- **Work item**:
From the line below that contains "const ENTIDAD: &str" to the line that contains "ENTIDAD, Some(u.id), &json!(u))?;", repeat every line exactly, both ends included, and nothing else.

BEGIN Dataset extract

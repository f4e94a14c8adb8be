use crate::api_json::{ResetPasswordRequest, UsuarioCreate, UsuarioUpdate};
use crate::auth::{hash_password, AuthUser};
use crate::db::{auditoria, usuarios, Database};
use crate::error::{ApiError, ApiResult};
use crate::models::Role;
use crate::server_handlers::{autor, Referencias};
use actix_web::{web, HttpResponse};
use rusqlite::Connection;
use serde_json::json;

const ENTIDAD: &str = "USUARIO";

fn validar_docente(conn: &Connection, role: Role, docente_id: Option<i64>) -> ApiResult<()> {
    if role == Role::Docente && docente_id.is_none() {
        return Err(ApiError::campo("docenteId", "is required for role DOCENTE"));
    }
    Referencias::new(conn).docente("docenteId", docente_id)?.finish()
}

pub async fn listar_handler(db: web::Data<Database>, user: AuthUser) -> ApiResult<HttpResponse> {
    user.requiere(&[Role::Admin])?;
    let conn = db.lock()?;
    Ok(HttpResponse::Ok().json(usuarios::listar(&conn)?))
}

pub async fn crear_handler(db: web::Data<Database>, user: AuthUser, body: web::Json<UsuarioCreate>) -> ApiResult<HttpResponse> {
    user.requiere(&[Role::Admin])?;
    let req = body.into_inner();
    req.validar()?;
    let hash = hash_password(&req.password)?;
    let mut conn = db.lock()?;
    let tx = conn.transaction()?;
    validar_docente(&tx, req.role, req.docente_id)?;
    let u = usuarios::crear(&tx, &req.username, &hash, req.role, req.docente_id)?;
    auditoria::registrar(&tx, autor(&user), "CREATE_USER", ENTIDAD, Some(u.id), &json!(u))?;
    tx.commit()?;
    Ok(HttpResponse::Created().json(u))
}

pub async fn actualizar_handler(
    db: web::Data<Database>,
    user: AuthUser,
    path: web::Path<i64>,
    body: web::Json<UsuarioUpdate>,
) -> ApiResult<HttpResponse> {
    user.requiere(&[Role::Admin])?;
    let id = path.into_inner();
    let req = body.into_inner();
    let mut conn = db.lock()?;
    let tx = conn.transaction()?;
    validar_docente(&tx, req.role, req.docente_id)?;
    let u = usuarios::actualizar(&tx, id, req.role, req.docente_id, req.activo)?;
    auditoria::registrar(&tx, autor(&user), "UPDATE_USER", ENTIDAD, Some(id), &json!(u))?;
    tx.commit()?;
    Ok(HttpResponse::Ok().json(u))
}

/// DELETE /users/{id}
/// Un administrador no puede eliminar su propia cuenta.
pub async fn eliminar_handler(db: web::Data<Database>, user: AuthUser, path: web::Path<i64>) -> ApiResult<HttpResponse> {
    user.requiere(&[Role::Admin])?;
    let id = path.into_inner();
    if id == user.id {
        return Err(ApiError::Conflict("cannot delete your own account".to_string()));
    }
    let mut conn = db.lock()?;
    let tx = conn.transaction()?;
    let u = usuarios::eliminar(&tx, id)?;
    auditoria::registrar(&tx, autor(&user), "DELETE_USER", ENTIDAD, Some(id), &json!({"username": u.username}))?;
    tx.commit()?;
    Ok(HttpResponse::Ok().json(u))
}

/// POST /users/{id}/reset-password
pub async fn reset_password_handler(
    db: web::Data<Database>,
    user: AuthUser,
    path: web::Path<i64>,
    body: web::Json<ResetPasswordRequest>,
) -> ApiResult<HttpResponse> {
    user.requiere(&[Role::Admin])?;
    let id = path.into_inner();
    body.validar()?;
    let hash = hash_password(&body.password)?;
    let mut conn = db.lock()?;
    let tx = conn.transaction()?;
    usuarios::cambiar_password(&tx, id, &hash)?;
    // nunca se audita la contraseña, sólo el hecho
    auditoria::registrar(&tx, autor(&user), "RESET_PASSWORD", ENTIDAD, Some(id), &json!({}))?;
    tx.commit()?;
    Ok(HttpResponse::Ok().json(json!({"status": "ok"})))
}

END Dataset extract

- **Exercise result**:
const ENTIDAD: &str = "USUARIO";

fn validar_docente(conn: &Connection, role: Role, docente_id: Option<i64>) -> ApiResult<()> {
    if role == Role::Docente && docente_id.is_none() {
        return Err(ApiError::campo("docenteId", "is required for role DOCENTE"));
    }
    Referencias::new(conn).docente("docenteId", docente_id)?.finish()
}

pub async fn listar_handler(db: web::Data<Database>, user: AuthUser) -> ApiResult<HttpResponse> {
    user.requiere(&[Role::Admin])?;
    let conn = db.lock()?;
    Ok(HttpResponse::Ok().json(usuarios::listar(&conn)?))
}

pub async fn crear_handler(db: web::Data<Database>, user: AuthUser, body: web::Json<UsuarioCreate>) -> ApiResult<HttpResponse> {
    user.requiere(&[Role::Admin])?;
    let req = body.into_inner();
    req.validar()?;
    let hash = hash_password(&req.password)?;
    let mut conn = db.lock()?;
    let tx = conn.transaction()?;
    validar_docente(&tx, req.role, req.docente_id)?;
    let u = usuarios::crear(&tx, &req.username, &hash, req.role, req.docente_id)?;
    auditoria::registrar(&tx, autor(&user), "CREATE_USER", ENTIDAD, Some(u.id), &json!(u))?;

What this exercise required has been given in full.